◆ Task details ◆
Would you write out the records below exactly as given?
---
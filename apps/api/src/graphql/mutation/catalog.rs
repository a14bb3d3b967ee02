//! Catalog mutations
//!
//! Both require an authenticated user:
//! - addBook: adds a book, creating its author on first mention
//! - editAuthor: sets an author's birth year; unknown authors yield null

use async_graphql::{Context, ErrorExtensions, Object, Result};

use crate::graphql::request_auth;
use crate::graphql::types::{Author, Book};
use crate::models::AddBook;
use crate::services::CatalogService;

/// Catalog write mutations
#[derive(Default)]
pub struct CatalogMutation;

#[Object]
impl CatalogMutation {
    /// Add a book to the catalog
    ///
    /// # Errors
    /// - `UNAUTHENTICATED` without a current user
    /// - `DUPLICATE_TITLE` if the title is taken
    /// - `BAD_USER_INPUT` if the store rejects the arguments
    async fn add_book(
        &self,
        ctx: &Context<'_>,
        title: String,
        published: i32,
        author: String,
        genres: Option<Vec<Option<String>>>,
    ) -> Result<Option<Book>> {
        let catalog = ctx.data::<CatalogService>()?;
        let args = AddBook {
            title,
            published,
            author,
            genres: genres.unwrap_or_default().into_iter().flatten().collect(),
        };

        let book = catalog
            .add_book(request_auth(ctx), args)
            .await
            .map_err(|e| e.extend())?;
        Ok(Some(Book::from(book)))
    }

    /// Set the birth year of an existing author
    async fn edit_author(
        &self,
        ctx: &Context<'_>,
        name: String,
        set_born_to: Option<i32>,
    ) -> Result<Option<Author>> {
        let catalog = ctx.data::<CatalogService>()?;
        let author = catalog
            .edit_author(request_auth(ctx), &name, set_born_to)
            .await
            .map_err(|e| e.extend())?;
        Ok(author.map(Author::from))
    }
}
//! Catalog queries
//!
//! - authorCount / bookCount: exact counts, read on every request
//! - allBooks: books filtered by author name and/or genre (criteria AND together)
//! - allAuthors: every author

use async_graphql::{Context, ErrorExtensions, Object, Result};

use crate::graphql::count_to_int;
use crate::graphql::types::{Author, Book};
use crate::models::BookFilter;
use crate::services::CatalogService;

/// Catalog read queries
#[derive(Default)]
pub struct CatalogQuery;

#[Object]
impl CatalogQuery {
    /// Number of authors in the catalog
    async fn author_count(&self, ctx: &Context<'_>) -> Result<i32> {
        let catalog = ctx.data::<CatalogService>()?;
        let count = catalog.author_count().await.map_err(|e| e.extend())?;
        count_to_int(count).map_err(|e| e.extend())
    }

    /// Number of books in the catalog
    async fn book_count(&self, ctx: &Context<'_>) -> Result<i32> {
        let catalog = ctx.data::<CatalogService>()?;
        let count = catalog.book_count().await.map_err(|e| e.extend())?;
        count_to_int(count).map_err(|e| e.extend())
    }

    /// Books, optionally restricted to an author and/or a genre
    ///
    /// When both arguments are given only books satisfying both are returned.
    async fn all_books(
        &self,
        ctx: &Context<'_>,
        author: Option<String>,
        genre: Option<String>,
    ) -> Result<Vec<Book>> {
        let catalog = ctx.data::<CatalogService>()?;
        let filter = BookFilter::new(author, genre);
        let books = catalog.all_books(&filter).await.map_err(|e| e.extend())?;
        Ok(books.into_iter().map(Book::from).collect())
    }

    /// All authors
    async fn all_authors(&self, ctx: &Context<'_>) -> Result<Vec<Author>> {
        let catalog = ctx.data::<CatalogService>()?;
        let authors = catalog.all_authors().await.map_err(|e| e.extend())?;
        Ok(authors.into_iter().map(Author::from).collect())
    }
}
---
◆ Written reply ◆
filename apps/api/src/graphql/mutation/catalog.rs
repository a14bb3d3b967ee02
//! Catalog mutations
//!
//! Both require an authenticated user:
//! - addBook: adds a book, creating its author on first mention
//! - editAuthor: sets an author's birth year; unknown authors yield null

use async_graphql::{Context, ErrorExtensions, Object, Result};

use crate::graphql::request_auth;
use crate::graphql::types::{Author, Book};
use crate::models::AddBook;
use crate::services::CatalogService;

/// Catalog write mutations
#[derive(Default)]
pub struct CatalogMutation;

#[Object]
impl CatalogMutation {
    /// Add a book to the catalog
    ///
    /// # Errors
    /// - `UNAUTHENTICATED` without a current user
    /// - `DUPLICATE_TITLE` if the title is taken
    /// - `BAD_USER_INPUT` if the store rejects the arguments
    async fn add_book(
        &self,
        ctx: &Context<'_>,
        title: String,
        published: i32,
        author: String,
        genres: Option<Vec<Option<String>>>,
    ) -> Result<Option<Book>> {
        let catalog = ctx.data::<CatalogService>()?;
        let args = AddBook {
            title,
            published,
            author,
            genres: genres.unwrap_or_default().into_iter().flatten().collect(),
        };

        let book = catalog
            .add_book(request_auth(ctx), args)
            .await
            .map_err(|e| e.extend())?;
        Ok(Some(Book::from(book)))
    }

    /// Set the birth year of an existing author
    async fn edit_author(
        &self,
        ctx: &Context<'_>,
        name: String,
        set_born_to: Option<i32>,
    ) -> Result<Option<Author>> {
        let catalog = ctx.data::<CatalogService>()?;
        let author = catalog
            .edit_author(request_auth(ctx), &name, set_born_to)
            .await
            .map_err(|e| e.extend())?;
        Ok(author.map(Author::from))
    }
}
//! Catalog queries
//!
//! - authorCount / bookCount: exact counts, read on every request
//! - allBooks: books filtered by author name and/or genre (criteria AND together)
//! - allAuthors: every author

use async_graphql::{Context, ErrorExtensions, Object, Result};

use crate::graphql::count_to_int;
use crate::graphql::types::{Author, Book};
use crate::models::BookFilter;
use crate::services::CatalogService;

/// Catalog read queries
#[derive(Default)]
pub struct CatalogQuery;

#[Object]
impl CatalogQuery {
    /// Number of authors in the catalog
    async fn author_count(&self, ctx: &Context<'_>) -> Result<i32> {
        let catalog = ctx.data::<CatalogService>()?;
        let count = catalog.author_count().await.map_err(|e| e.extend())?;
        count_to_int(count).map_err(|e| e.extend())
    }

    /// Number of books in the catalog
    async fn book_count(&self, ctx: &Context<'_>) -> Result<i32> {
        let catalog = ctx.data::<CatalogService>()?;
        let count = catalog.book_count().await.map_err(|e| e.extend())?;
        count_to_int(count).map_err(|e| e.extend())
    }

    /// Books, optionally restricted to an author and/or a genre
    ///
    /// When both arguments are given only books satisfying both are returned.
    async fn all_books(
        &self,
        ctx: &Context<'_>,
        author: Option<String>,
        genre: Option<String>,
    ) -> Result<Vec<Book>> {
        let catalog = ctx.data::<CatalogService>()?;
        let filter = BookFilter::new(author, genre);
        let books = catalog.all_books(&filter).await.map_err(|e| e.extend())?;
        Ok(books.into_iter().map(Book::from).collect())
    }

    /// All authors
    async fn all_authors(&self, ctx: &Context<'_>) -> Result<Vec<Author>> {
        let catalog = ctx.data::<CatalogService>()?;
        let authors = catalog.all_authors().await.map_err(|e| e.extend())?;
        Ok(authors.into_iter().map(Author::from).collect())
    }
}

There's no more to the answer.